Items listed in a dataset:
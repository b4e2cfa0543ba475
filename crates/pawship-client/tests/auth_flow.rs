//! Integration tests for the auth operations and the typed resource APIs.

use std::sync::Arc;

use pawship_client::{
    ApiClient, ApiRole, CategoryOption, FileTokenStore, GetStoresParams, GetUsersParams,
    MemoryTokenStore, RegisterRequest, TokenStore,
};
use serde_json::json;
use wiremock::matchers::{body_json, header, method, path, query_param};
use wiremock::{Mock, MockServer, ResponseTemplate};

fn client_for(server: &MockServer) -> (ApiClient, Arc<MemoryTokenStore>) {
    let store = Arc::new(MemoryTokenStore::new());
    let client = ApiClient::builder()
        .base_url(server.uri())
        .token_store(store.clone())
        .build()
        .unwrap();
    (client, store)
}

fn user_json(id: &str, role: &str) -> serde_json::Value {
    json!({
        "_id": id,
        "username": "rani",
        "email": "rani@pawship.id",
        "phone_number": "08123456789",
        "role": role,
        "is_active": true,
        "createdAt": "2025-01-01T00:00:00.000Z",
        "updatedAt": "2025-01-02T00:00:00.000Z"
    })
}

#[tokio::test]
async fn test_login_then_store_tokens() {
    let server = MockServer::start().await;
    Mock::given(method("POST"))
        .and(path("/api/auth/login"))
        .and(body_json(json!({"email": "a@b.c", "password": "pw"})))
        .respond_with(ResponseTemplate::new(200).set_body_json(json!({
            "message": "Login berhasil",
            "access_token": "AT1",
            "refresh_token": "RT1"
        })))
        .expect(1)
        .mount(&server)
        .await;

    let (client, store) = client_for(&server);
    let tokens = client.auth().login("a@b.c", "pw").await.unwrap();
    assert_eq!(tokens.access_token, "AT1");
    assert_eq!(tokens.refresh_token, "RT1");
    assert_eq!(tokens.message, "Login berhasil");

    // Login alone does not persist anything
    assert!(!client.is_authenticated());

    client.store_tokens(&tokens);
    assert_eq!(store.get_access_token().as_deref(), Some("AT1"));
    assert_eq!(store.get_refresh_token().as_deref(), Some("RT1"));
    assert!(client.is_authenticated());

    let requests = server.received_requests().await.unwrap();
    assert!(requests[0].headers.get("authorization").is_none());
}

#[tokio::test]
async fn test_login_missing_token() {
    let server = MockServer::start().await;
    Mock::given(method("POST"))
        .and(path("/api/auth/login"))
        .respond_with(ResponseTemplate::new(200).set_body_json(json!({"access_token": "AT1"})))
        .mount(&server)
        .await;

    let (client, _) = client_for(&server);
    let err = client.auth().login("a@b.c", "pw").await.unwrap_err();
    assert_eq!(err.to_string(), "Token tidak ditemukan pada response login");
}

#[tokio::test]
async fn test_login_rejected_uses_backend_message() {
    let server = MockServer::start().await;
    Mock::given(method("POST"))
        .and(path("/api/auth/login"))
        .respond_with(
            ResponseTemplate::new(401).set_body_json(json!({"message": "Email atau password salah"})),
        )
        .mount(&server)
        .await;

    let (client, _) = client_for(&server);
    let err = client.auth().login("a@b.c", "wrong").await.unwrap_err();
    assert!(err.is_auth_error());
    assert_eq!(err.to_string(), "Email atau password salah");
}

#[tokio::test]
async fn test_refresh_returns_new_pair() {
    let server = MockServer::start().await;
    Mock::given(method("POST"))
        .and(path("/api/auth/refresh"))
        .and(body_json(json!({"refresh_token": "RT1"})))
        .respond_with(ResponseTemplate::new(200).set_body_json(json!({
            "access_token": "AT2",
            "refresh_token": "RT2"
        })))
        .expect(1)
        .mount(&server)
        .await;

    let (client, store) = client_for(&server);
    let tokens = client.auth().refresh("RT1").await.unwrap();
    assert_eq!(tokens.access_token, "AT2");
    assert_eq!(tokens.refresh_token, "RT2");
    // The caller decides whether to persist
    assert_eq!(store.get_access_token(), None);
}

#[tokio::test]
async fn test_refresh_missing_token() {
    let server = MockServer::start().await;
    Mock::given(method("POST"))
        .and(path("/api/auth/refresh"))
        .respond_with(ResponseTemplate::new(200).set_body_json(json!({"refresh_token": "RT2"})))
        .mount(&server)
        .await;

    let (client, _) = client_for(&server);
    let err = client.auth().refresh("RT1").await.unwrap_err();
    assert_eq!(err.to_string(), "Token tidak ditemukan pada response refresh");
}

#[tokio::test]
async fn test_register_passes_message_through() {
    let server = MockServer::start().await;
    Mock::given(method("POST"))
        .and(path("/api/auth/register"))
        .and(body_json(json!({
            "username": "budi",
            "email": "budi@pawship.id",
            "phone_number": "0812",
            "password": "rahasia"
        })))
        .respond_with(ResponseTemplate::new(201).set_body_json(json!({"message": "Registrasi berhasil"})))
        .expect(1)
        .mount(&server)
        .await;

    let (client, store) = client_for(&server);
    let response = client
        .auth()
        .register(&RegisterRequest {
            username: "budi".into(),
            email: "budi@pawship.id".into(),
            phone_number: "0812".into(),
            password: "rahasia".into(),
        })
        .await
        .unwrap();
    assert_eq!(response.message, "Registrasi berhasil");
    assert_eq!(store.get_access_token(), None);
}

#[tokio::test]
async fn test_logout_clears_store() {
    let server = MockServer::start().await;
    let (client, store) = client_for(&server);
    store.set_auth_tokens("AT1", "RT1");

    client.auth().logout();
    assert!(!client.is_authenticated());
    assert_eq!(store.get_refresh_token(), None);
    assert!(server.received_requests().await.unwrap().is_empty());
}

#[tokio::test]
async fn test_users_list_typed() {
    let server = MockServer::start().await;
    Mock::given(method("GET"))
        .and(path("/api/users"))
        .and(query_param("page", "2"))
        .and(query_param("limit", "5"))
        .and(query_param("role", "groomer"))
        .and(header("authorization", "Bearer AT1"))
        .respond_with(ResponseTemplate::new(200).set_body_json(json!({
            "message": "ok",
            "users": [user_json("u1", "groomer")],
            "pagination": {"total": 6, "page": 2, "limit": 5, "totalPages": 2}
        })))
        .expect(1)
        .mount(&server)
        .await;

    let (client, store) = client_for(&server);
    store.set_auth_tokens("AT1", "RT1");

    let response = client
        .users()
        .list(&GetUsersParams {
            page: 2,
            limit: 5,
            role: Some(ApiRole::Groomer),
            ..Default::default()
        })
        .await
        .unwrap();
    assert_eq!(response.users.len(), 1);
    assert_eq!(response.users[0].id, "u1");
    assert_eq!(response.users[0].role, ApiRole::Groomer);
    assert_eq!(response.pagination.total_pages, 2);
}

#[tokio::test]
async fn test_user_toggle_status() {
    let server = MockServer::start().await;
    Mock::given(method("PATCH"))
        .and(path("/api/users/toggle-status/u1"))
        .and(body_json(json!({"is_active": false})))
        .respond_with(ResponseTemplate::new(200).set_body_json(json!({"message": "Status diperbarui"})))
        .expect(1)
        .mount(&server)
        .await;

    let (client, store) = client_for(&server);
    store.set_auth_tokens("AT1", "RT1");
    let response = client.users().toggle_status("u1", false).await.unwrap();
    assert_eq!(response.message, "Status diperbarui");
}

#[tokio::test]
async fn test_options_list_by_category() {
    let server = MockServer::start().await;
    Mock::given(method("GET"))
        .and(path("/api/options"))
        .and(query_param("category", "breed category"))
        .respond_with(ResponseTemplate::new(200).set_body_json(json!({
            "options": [{
                "_id": "o1",
                "name": "Poodle",
                "category_options": "breed category",
                "is_active": true,
                "createdAt": "2025-01-01T00:00:00.000Z"
            }]
        })))
        .expect(1)
        .mount(&server)
        .await;

    let (client, store) = client_for(&server);
    store.set_auth_tokens("AT1", "RT1");
    let response = client
        .options()
        .list(Some(CategoryOption::Breed))
        .await
        .unwrap();
    assert_eq!(response.options[0].name, "Poodle");
    assert_eq!(response.options[0].category_options, CategoryOption::Breed);
}

#[tokio::test]
async fn test_stores_delete_not_found() {
    let server = MockServer::start().await;
    Mock::given(method("DELETE"))
        .and(path("/api/stores/missing"))
        .respond_with(ResponseTemplate::new(404).set_body_json(json!({"message": "Store tidak ditemukan"})))
        .mount(&server)
        .await;

    let (client, store) = client_for(&server);
    store.set_auth_tokens("AT1", "RT1");
    let err = client.stores().delete("missing").await.unwrap_err();
    assert!(err.is_not_found());
    assert_eq!(err.to_string(), "Store tidak ditemukan");
}

#[tokio::test]
async fn test_user_delete_no_content() {
    let server = MockServer::start().await;
    Mock::given(method("DELETE"))
        .and(path("/api/users/u1"))
        .and(header("authorization", "Bearer AT1"))
        .respond_with(ResponseTemplate::new(204))
        .expect(1)
        .mount(&server)
        .await;

    let (client, store) = client_for(&server);
    store.set_auth_tokens("AT1", "RT1");
    let response = client.users().delete("u1").await.unwrap();
    assert_eq!(response.message, "");
}

#[tokio::test]
async fn test_store_status_plain_text_reply() {
    let server = MockServer::start().await;
    Mock::given(method("PUT"))
        .and(path("/api/stores/s1"))
        .and(body_json(json!({"is_active": true})))
        .respond_with(ResponseTemplate::new(200).set_body_string("OK"))
        .expect(1)
        .mount(&server)
        .await;

    let (client, store) = client_for(&server);
    store.set_auth_tokens("AT1", "RT1");
    let response = client.stores().update_status("s1", true).await.unwrap();
    assert_eq!(response, Default::default());
}

#[tokio::test]
async fn test_stores_list_search() {
    let server = MockServer::start().await;
    Mock::given(method("GET"))
        .and(path("/api/stores"))
        .and(query_param("search", "kemang"))
        .respond_with(ResponseTemplate::new(200).set_body_json(json!({
            "stores": [],
            "pagination": {"total": 0, "page": 1, "limit": 10, "totalPages": 0}
        })))
        .expect(1)
        .mount(&server)
        .await;

    let (client, store) = client_for(&server);
    store.set_auth_tokens("AT1", "RT1");
    let response = client
        .stores()
        .list(&GetStoresParams {
            page: 1,
            limit: 10,
            search: Some("kemang".into()),
            ..Default::default()
        })
        .await
        .unwrap();
    assert!(response.stores.is_empty());
}

#[tokio::test]
async fn test_refresh_persists_through_file_store() {
    let server = MockServer::start().await;
    Mock::given(method("GET"))
        .and(path("/api/users"))
        .and(header("authorization", "Bearer expired"))
        .respond_with(ResponseTemplate::new(401))
        .mount(&server)
        .await;
    Mock::given(method("GET"))
        .and(path("/api/users"))
        .and(header("authorization", "Bearer AT2"))
        .respond_with(ResponseTemplate::new(200).set_body_json(json!({
            "users": [],
            "pagination": {"total": 0, "page": 1, "limit": 10, "totalPages": 0}
        })))
        .mount(&server)
        .await;
    Mock::given(method("POST"))
        .and(path("/api/auth/refresh"))
        .respond_with(ResponseTemplate::new(200).set_body_json(json!({
            "access_token": "AT2",
            "refresh_token": "RT2"
        })))
        .expect(1)
        .mount(&server)
        .await;

    let dir = tempfile::tempdir().unwrap();
    let store = Arc::new(FileTokenStore::new(dir.path()));
    store.set_auth_tokens("expired", "RT1");

    let client = ApiClient::builder()
        .base_url(server.uri())
        .token_store(store)
        .build()
        .unwrap();
    client
        .users()
        .list(&GetUsersParams {
            page: 1,
            limit: 10,
            ..Default::default()
        })
        .await
        .unwrap();

    // A fresh store over the same directory sees the rotated pair
    let reopened = FileTokenStore::new(dir.path());
    assert_eq!(reopened.get_access_token().as_deref(), Some("AT2"));
    assert_eq!(reopened.get_refresh_token().as_deref(), Some("RT2"));
}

• **What the exercise asks**:
Starting at the first line of the records, print each line exactly, stopping after the line that contains "use serde_json::json;".

• **Solved exercise**:
repository b4e2cfa0543ba475
filename crates/pawship-client/tests/auth_flow.rs
//! Integration tests for the auth operations and the typed resource APIs.

use std::sync::Arc;

use pawship_client::{
    ApiClient, ApiRole, CategoryOption, FileTokenStore, GetStoresParams, GetUsersParams,
    MemoryTokenStore, RegisterRequest, TokenStore,
};
use serde_json::json;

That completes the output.